- _ACTION ITEM_
Return only those lines of the material that contain "VectorIndex".

- _PROVIDED DATA_

####

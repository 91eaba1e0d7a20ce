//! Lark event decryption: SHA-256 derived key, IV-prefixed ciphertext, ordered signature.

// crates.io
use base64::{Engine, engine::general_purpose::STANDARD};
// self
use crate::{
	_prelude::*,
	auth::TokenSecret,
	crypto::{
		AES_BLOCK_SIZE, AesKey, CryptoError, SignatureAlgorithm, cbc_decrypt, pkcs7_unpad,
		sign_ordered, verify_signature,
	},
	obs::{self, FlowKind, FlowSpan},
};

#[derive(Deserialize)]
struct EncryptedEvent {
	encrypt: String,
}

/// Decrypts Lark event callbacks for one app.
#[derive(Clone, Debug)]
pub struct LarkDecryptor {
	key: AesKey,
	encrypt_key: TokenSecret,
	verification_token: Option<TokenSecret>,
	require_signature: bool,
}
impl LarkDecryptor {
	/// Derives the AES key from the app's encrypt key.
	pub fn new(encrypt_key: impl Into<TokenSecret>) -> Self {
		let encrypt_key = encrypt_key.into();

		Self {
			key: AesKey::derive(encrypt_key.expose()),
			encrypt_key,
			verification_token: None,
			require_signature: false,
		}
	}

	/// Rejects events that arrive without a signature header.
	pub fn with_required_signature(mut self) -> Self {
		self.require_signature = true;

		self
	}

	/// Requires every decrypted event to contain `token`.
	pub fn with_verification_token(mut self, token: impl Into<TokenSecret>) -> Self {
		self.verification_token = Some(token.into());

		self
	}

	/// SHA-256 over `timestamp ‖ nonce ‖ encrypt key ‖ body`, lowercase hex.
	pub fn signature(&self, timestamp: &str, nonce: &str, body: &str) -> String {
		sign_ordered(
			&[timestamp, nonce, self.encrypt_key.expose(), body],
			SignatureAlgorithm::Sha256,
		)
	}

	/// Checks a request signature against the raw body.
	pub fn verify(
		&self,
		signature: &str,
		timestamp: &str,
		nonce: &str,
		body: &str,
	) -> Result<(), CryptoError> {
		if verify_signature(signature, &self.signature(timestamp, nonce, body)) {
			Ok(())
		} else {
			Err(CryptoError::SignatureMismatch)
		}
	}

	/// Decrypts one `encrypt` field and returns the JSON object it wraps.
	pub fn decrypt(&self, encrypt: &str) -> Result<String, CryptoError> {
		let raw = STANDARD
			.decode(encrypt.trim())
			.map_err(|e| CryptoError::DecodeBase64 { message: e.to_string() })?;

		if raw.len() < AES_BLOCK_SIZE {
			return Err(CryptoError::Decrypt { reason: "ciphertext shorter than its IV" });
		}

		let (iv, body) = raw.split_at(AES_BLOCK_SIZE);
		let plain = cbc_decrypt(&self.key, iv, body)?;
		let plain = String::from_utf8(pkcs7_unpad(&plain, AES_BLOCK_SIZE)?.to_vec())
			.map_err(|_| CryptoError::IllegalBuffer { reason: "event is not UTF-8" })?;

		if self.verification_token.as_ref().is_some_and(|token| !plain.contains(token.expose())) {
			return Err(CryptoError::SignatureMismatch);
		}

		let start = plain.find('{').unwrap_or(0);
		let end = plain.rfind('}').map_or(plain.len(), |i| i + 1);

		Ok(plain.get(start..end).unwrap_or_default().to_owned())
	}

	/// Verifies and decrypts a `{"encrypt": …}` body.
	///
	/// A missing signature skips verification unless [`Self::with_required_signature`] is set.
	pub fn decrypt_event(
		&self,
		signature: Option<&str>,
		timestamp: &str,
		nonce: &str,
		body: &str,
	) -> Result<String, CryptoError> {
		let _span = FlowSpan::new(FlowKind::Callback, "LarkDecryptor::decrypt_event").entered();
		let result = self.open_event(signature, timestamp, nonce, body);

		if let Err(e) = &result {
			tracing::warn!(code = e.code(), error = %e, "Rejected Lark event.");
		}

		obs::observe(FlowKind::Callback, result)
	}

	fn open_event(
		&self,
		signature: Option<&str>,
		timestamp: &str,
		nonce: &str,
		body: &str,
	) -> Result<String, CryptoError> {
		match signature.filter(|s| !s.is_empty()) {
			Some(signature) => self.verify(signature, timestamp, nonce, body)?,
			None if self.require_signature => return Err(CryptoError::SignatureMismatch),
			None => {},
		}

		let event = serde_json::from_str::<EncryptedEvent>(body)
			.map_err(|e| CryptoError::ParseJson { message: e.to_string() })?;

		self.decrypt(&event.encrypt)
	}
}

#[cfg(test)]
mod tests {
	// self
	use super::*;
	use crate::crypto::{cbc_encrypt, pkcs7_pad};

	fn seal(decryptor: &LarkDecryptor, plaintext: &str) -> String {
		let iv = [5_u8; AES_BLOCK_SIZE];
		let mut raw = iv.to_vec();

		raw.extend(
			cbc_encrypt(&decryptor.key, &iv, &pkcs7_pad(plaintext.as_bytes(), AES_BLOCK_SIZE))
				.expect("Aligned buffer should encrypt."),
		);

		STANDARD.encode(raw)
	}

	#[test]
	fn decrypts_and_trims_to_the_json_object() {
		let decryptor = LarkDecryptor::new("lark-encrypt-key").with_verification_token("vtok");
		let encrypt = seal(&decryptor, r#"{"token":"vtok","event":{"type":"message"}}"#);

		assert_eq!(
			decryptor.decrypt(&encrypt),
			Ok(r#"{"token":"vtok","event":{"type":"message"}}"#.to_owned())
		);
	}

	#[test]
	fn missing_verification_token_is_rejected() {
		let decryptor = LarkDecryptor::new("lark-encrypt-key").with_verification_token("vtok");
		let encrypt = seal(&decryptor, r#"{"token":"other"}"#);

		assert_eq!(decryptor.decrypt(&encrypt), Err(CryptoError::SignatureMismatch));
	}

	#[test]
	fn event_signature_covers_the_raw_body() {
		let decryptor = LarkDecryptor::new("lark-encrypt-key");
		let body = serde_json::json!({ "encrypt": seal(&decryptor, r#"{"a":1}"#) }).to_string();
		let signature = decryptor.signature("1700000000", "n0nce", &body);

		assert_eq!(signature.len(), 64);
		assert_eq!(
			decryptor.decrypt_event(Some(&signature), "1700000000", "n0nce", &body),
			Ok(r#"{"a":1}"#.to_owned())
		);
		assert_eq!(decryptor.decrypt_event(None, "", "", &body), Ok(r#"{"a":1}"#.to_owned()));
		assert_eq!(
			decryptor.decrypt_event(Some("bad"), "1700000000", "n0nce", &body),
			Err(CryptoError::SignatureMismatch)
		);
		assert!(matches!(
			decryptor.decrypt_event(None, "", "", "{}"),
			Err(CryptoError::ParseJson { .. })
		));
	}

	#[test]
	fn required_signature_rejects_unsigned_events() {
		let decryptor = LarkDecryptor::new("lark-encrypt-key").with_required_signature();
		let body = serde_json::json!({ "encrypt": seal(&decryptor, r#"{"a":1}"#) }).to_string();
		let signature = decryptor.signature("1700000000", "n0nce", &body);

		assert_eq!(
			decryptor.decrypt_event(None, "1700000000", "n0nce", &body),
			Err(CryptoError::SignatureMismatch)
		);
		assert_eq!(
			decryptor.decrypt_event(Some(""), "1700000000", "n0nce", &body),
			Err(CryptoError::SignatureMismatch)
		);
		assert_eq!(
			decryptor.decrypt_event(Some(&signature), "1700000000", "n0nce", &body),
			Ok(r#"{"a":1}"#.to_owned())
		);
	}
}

####

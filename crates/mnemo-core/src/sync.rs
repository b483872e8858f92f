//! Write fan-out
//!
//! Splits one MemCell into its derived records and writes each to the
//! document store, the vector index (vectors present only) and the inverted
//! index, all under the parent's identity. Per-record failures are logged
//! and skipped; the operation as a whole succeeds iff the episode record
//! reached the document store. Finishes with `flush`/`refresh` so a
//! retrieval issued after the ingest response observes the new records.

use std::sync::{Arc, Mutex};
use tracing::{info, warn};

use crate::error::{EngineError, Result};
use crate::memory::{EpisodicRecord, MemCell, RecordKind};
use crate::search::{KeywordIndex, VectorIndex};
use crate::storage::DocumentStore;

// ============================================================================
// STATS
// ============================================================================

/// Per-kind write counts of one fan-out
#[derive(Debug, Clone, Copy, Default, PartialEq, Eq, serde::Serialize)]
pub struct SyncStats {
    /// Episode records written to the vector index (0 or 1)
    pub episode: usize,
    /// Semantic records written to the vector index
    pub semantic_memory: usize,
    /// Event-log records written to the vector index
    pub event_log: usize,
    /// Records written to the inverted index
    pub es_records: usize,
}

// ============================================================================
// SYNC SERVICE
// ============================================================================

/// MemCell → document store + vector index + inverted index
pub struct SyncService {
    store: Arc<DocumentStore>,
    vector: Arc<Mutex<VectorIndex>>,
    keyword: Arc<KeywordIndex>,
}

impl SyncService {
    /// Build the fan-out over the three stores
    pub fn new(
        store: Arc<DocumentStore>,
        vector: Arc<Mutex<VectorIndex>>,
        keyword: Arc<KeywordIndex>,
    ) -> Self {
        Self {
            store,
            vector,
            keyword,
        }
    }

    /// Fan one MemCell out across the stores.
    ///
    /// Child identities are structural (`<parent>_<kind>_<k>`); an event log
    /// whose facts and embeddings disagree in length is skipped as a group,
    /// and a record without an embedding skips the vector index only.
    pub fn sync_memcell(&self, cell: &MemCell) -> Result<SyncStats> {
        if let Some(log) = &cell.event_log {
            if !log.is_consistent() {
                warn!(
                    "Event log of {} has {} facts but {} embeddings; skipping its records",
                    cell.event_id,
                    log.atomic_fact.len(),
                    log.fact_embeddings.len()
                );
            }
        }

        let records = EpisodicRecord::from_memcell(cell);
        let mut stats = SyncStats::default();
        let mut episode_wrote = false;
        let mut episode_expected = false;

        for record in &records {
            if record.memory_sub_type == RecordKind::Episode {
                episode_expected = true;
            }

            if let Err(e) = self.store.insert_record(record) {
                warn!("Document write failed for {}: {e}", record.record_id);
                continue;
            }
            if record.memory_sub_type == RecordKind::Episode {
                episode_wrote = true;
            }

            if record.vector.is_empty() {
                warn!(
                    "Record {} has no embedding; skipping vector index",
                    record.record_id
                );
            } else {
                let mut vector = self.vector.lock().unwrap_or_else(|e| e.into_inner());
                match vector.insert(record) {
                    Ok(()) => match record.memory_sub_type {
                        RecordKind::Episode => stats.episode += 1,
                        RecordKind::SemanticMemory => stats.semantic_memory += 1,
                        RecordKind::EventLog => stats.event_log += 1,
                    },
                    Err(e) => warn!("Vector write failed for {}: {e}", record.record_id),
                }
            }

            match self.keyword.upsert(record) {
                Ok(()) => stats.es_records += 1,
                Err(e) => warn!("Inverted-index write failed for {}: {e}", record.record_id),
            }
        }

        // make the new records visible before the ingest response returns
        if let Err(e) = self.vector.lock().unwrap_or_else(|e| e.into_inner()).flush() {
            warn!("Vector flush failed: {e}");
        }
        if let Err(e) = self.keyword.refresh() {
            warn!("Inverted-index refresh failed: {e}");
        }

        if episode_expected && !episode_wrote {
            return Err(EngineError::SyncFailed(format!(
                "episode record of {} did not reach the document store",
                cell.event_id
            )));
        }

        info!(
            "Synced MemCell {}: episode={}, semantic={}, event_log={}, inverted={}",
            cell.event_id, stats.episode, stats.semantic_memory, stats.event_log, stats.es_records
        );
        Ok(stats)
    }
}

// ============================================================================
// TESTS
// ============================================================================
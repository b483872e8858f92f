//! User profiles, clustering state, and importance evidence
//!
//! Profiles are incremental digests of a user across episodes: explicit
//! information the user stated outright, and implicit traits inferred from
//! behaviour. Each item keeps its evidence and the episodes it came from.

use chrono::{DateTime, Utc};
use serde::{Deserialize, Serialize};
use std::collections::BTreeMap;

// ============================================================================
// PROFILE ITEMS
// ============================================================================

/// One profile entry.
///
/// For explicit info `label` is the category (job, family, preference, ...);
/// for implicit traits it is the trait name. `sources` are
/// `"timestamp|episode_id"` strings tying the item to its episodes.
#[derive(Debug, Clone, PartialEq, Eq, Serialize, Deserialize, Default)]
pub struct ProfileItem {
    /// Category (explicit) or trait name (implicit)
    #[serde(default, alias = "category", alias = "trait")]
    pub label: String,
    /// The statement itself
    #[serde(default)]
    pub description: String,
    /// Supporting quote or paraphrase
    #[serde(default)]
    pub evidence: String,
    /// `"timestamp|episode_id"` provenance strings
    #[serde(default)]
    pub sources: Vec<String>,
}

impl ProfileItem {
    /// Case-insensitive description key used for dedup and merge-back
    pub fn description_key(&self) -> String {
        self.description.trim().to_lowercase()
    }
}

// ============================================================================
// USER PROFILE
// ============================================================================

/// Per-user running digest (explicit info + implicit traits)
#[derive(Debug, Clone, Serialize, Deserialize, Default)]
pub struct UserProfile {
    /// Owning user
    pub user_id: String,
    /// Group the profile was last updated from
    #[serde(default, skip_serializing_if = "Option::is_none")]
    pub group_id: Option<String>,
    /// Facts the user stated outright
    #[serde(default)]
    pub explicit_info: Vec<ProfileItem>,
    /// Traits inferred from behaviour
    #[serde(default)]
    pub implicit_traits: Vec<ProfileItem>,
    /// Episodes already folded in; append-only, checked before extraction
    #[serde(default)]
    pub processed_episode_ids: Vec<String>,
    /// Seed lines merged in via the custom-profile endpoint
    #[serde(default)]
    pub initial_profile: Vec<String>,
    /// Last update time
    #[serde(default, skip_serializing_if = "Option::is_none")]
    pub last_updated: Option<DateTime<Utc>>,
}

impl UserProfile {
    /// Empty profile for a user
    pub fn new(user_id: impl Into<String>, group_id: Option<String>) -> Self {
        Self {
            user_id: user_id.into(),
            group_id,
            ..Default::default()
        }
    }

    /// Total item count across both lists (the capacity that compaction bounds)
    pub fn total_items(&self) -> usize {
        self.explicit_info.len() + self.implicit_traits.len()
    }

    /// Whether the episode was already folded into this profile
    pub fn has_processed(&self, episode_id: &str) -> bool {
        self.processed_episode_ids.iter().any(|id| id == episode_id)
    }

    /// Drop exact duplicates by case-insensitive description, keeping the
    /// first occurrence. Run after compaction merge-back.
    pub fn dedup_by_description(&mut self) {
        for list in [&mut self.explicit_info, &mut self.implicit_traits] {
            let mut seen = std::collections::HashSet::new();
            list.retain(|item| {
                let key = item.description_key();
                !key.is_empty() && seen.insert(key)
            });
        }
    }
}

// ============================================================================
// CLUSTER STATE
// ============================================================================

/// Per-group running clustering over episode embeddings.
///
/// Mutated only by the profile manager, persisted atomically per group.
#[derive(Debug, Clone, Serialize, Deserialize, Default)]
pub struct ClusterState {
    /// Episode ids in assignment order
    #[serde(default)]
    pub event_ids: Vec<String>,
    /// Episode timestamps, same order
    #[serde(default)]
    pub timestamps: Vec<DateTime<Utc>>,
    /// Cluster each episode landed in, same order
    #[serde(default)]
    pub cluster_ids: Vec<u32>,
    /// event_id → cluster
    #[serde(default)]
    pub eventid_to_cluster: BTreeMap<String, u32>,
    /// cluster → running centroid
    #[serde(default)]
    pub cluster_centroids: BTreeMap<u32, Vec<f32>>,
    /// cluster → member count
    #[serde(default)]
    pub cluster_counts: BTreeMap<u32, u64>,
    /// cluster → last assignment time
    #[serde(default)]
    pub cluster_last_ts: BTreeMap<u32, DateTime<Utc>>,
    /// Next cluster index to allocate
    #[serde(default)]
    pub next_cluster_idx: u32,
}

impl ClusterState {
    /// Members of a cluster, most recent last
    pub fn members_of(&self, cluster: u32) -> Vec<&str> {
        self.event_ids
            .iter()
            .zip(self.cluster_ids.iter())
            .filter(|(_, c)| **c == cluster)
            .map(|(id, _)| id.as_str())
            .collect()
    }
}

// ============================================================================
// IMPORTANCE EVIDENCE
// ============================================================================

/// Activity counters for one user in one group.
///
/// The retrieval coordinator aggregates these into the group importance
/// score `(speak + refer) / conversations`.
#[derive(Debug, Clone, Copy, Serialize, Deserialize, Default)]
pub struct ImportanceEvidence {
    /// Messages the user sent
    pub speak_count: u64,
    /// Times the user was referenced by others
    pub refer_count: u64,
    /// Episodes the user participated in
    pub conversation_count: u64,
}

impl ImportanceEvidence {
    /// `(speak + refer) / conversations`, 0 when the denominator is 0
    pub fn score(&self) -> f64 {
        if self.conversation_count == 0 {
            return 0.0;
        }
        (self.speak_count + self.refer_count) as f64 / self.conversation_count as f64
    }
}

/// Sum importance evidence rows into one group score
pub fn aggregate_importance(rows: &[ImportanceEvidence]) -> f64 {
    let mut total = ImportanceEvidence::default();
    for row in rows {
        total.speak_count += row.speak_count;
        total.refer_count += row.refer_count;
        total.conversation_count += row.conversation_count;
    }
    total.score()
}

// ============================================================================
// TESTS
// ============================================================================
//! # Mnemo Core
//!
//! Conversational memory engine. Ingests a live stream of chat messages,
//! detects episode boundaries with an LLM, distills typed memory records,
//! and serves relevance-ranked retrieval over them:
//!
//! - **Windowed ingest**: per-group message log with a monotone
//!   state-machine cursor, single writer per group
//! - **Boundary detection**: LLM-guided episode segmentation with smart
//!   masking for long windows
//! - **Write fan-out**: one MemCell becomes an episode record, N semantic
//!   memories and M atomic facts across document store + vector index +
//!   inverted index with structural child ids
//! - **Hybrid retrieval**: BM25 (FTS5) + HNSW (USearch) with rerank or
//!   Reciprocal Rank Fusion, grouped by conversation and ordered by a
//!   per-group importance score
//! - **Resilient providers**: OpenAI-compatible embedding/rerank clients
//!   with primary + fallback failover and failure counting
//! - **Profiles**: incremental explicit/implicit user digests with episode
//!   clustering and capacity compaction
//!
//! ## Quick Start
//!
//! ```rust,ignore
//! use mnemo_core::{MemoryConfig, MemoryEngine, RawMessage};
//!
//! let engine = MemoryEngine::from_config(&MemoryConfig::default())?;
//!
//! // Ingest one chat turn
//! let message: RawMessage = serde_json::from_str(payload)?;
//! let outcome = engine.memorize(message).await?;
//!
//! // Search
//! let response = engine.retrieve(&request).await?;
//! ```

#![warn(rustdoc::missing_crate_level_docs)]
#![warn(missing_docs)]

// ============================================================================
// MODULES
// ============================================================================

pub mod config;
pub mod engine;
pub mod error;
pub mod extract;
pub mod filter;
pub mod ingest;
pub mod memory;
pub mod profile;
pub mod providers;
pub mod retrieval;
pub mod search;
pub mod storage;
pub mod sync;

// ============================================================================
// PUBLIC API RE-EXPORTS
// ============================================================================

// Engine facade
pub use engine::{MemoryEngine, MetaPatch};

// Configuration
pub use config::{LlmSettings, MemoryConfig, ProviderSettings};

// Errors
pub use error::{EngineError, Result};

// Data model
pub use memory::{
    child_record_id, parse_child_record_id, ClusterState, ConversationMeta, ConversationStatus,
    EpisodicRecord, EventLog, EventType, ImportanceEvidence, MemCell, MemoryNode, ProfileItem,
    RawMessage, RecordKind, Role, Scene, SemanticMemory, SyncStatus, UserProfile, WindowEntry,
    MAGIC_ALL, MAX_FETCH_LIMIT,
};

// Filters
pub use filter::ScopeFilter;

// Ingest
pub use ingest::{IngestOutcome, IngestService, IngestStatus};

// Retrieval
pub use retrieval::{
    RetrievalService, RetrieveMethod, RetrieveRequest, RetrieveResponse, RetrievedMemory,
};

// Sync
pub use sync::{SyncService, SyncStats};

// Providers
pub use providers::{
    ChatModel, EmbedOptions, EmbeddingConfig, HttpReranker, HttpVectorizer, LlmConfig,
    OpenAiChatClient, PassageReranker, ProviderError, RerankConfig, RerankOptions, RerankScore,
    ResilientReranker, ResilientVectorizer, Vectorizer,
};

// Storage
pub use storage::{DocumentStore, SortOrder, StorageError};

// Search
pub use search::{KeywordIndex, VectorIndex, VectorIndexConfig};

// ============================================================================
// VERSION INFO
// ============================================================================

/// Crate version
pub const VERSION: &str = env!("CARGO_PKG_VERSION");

####

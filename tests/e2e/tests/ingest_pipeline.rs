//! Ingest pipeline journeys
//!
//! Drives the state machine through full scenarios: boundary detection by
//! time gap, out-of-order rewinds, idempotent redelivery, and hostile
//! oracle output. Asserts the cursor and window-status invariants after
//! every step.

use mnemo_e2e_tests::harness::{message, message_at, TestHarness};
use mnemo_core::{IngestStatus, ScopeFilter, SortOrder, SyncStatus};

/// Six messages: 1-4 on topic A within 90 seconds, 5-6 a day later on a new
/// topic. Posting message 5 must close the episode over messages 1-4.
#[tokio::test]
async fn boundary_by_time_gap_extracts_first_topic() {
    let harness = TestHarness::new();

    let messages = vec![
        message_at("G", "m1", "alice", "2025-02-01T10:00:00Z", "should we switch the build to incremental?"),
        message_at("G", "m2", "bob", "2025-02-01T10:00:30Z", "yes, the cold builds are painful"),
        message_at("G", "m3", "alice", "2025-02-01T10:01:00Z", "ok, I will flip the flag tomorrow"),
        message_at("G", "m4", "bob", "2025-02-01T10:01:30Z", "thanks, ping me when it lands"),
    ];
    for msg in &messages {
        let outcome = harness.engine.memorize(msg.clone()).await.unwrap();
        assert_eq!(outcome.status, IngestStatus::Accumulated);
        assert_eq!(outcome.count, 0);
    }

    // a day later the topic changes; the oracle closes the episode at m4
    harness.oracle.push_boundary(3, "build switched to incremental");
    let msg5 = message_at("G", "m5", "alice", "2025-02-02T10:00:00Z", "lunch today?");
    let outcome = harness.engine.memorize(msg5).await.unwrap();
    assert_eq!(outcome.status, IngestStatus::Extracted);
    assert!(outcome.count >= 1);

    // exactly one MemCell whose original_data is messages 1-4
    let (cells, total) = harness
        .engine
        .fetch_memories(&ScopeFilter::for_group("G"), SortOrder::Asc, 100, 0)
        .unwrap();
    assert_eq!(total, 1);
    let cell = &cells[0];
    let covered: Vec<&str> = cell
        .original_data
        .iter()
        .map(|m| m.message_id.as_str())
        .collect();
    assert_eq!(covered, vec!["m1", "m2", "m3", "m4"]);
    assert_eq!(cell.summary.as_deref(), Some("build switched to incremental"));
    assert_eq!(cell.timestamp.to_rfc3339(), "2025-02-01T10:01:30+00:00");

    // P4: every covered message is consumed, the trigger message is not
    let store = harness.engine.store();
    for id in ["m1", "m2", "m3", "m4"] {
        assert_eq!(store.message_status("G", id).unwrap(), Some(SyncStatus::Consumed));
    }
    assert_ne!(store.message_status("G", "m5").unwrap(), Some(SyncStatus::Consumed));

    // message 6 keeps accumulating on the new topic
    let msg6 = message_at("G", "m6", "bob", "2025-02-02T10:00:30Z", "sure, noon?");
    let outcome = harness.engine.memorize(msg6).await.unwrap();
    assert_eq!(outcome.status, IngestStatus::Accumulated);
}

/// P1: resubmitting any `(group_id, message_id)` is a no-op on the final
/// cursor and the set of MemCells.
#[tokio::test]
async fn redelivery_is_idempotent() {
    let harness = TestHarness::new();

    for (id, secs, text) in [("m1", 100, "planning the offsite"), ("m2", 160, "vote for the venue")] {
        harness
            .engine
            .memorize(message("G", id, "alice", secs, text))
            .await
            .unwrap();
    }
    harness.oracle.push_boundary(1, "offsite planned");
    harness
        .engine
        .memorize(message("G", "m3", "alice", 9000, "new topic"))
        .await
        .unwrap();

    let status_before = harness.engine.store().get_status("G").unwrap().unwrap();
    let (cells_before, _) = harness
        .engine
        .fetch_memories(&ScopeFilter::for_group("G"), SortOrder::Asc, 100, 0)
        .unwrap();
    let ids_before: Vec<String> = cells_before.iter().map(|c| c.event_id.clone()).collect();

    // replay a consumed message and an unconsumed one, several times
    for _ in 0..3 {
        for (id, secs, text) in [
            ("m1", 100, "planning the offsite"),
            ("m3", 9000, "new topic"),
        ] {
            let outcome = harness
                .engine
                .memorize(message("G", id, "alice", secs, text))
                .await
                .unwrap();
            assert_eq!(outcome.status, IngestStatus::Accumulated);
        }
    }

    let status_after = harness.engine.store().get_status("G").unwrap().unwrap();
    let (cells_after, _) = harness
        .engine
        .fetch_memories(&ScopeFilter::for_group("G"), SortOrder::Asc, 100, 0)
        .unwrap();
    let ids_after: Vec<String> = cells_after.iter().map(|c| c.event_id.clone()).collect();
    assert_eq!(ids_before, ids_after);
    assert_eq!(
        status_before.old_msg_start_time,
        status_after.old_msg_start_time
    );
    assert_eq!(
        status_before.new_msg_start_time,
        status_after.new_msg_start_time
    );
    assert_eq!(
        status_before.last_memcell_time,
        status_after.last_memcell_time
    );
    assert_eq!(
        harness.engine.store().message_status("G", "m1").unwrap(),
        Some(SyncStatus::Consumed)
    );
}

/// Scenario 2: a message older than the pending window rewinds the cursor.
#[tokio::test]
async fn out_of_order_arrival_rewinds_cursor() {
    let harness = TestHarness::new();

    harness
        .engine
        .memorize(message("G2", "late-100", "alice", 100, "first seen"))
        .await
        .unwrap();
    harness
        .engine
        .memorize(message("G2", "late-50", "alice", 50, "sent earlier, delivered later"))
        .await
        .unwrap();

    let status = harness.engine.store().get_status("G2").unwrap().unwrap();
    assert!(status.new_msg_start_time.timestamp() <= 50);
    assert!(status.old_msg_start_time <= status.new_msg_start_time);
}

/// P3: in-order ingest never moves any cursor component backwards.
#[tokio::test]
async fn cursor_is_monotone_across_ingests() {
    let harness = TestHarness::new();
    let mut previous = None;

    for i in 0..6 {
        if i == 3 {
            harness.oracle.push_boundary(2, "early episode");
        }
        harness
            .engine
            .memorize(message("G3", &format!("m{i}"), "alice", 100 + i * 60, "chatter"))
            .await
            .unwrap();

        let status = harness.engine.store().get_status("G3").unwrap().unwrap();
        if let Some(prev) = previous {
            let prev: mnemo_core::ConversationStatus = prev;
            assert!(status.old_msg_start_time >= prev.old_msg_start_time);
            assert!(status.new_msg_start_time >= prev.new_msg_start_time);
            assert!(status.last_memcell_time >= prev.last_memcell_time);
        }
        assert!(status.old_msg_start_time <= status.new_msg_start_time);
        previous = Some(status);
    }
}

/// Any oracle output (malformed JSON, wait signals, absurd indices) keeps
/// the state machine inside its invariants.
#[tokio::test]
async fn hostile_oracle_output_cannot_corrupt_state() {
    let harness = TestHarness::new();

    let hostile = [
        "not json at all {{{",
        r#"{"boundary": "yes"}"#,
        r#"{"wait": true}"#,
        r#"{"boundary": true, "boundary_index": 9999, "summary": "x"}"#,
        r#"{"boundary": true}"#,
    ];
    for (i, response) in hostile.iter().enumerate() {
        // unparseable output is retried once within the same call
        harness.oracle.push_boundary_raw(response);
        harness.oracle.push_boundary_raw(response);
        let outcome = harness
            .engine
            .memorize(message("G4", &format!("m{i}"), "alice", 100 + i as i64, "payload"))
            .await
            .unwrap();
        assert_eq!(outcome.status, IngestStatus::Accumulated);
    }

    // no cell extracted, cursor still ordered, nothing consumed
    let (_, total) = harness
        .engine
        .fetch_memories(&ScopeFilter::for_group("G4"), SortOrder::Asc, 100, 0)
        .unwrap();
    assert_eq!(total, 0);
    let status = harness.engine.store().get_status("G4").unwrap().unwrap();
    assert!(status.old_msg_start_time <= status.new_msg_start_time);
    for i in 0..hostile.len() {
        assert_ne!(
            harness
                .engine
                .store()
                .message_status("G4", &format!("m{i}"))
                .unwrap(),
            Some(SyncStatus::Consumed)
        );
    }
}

####

- _EXERCISE ANSWER_
use crate::search::{KeywordIndex, VectorIndex};
    vector: Arc<Mutex<VectorIndex>>,
        vector: Arc<Mutex<VectorIndex>>,
pub use search::{KeywordIndex, VectorIndex, VectorIndexConfig};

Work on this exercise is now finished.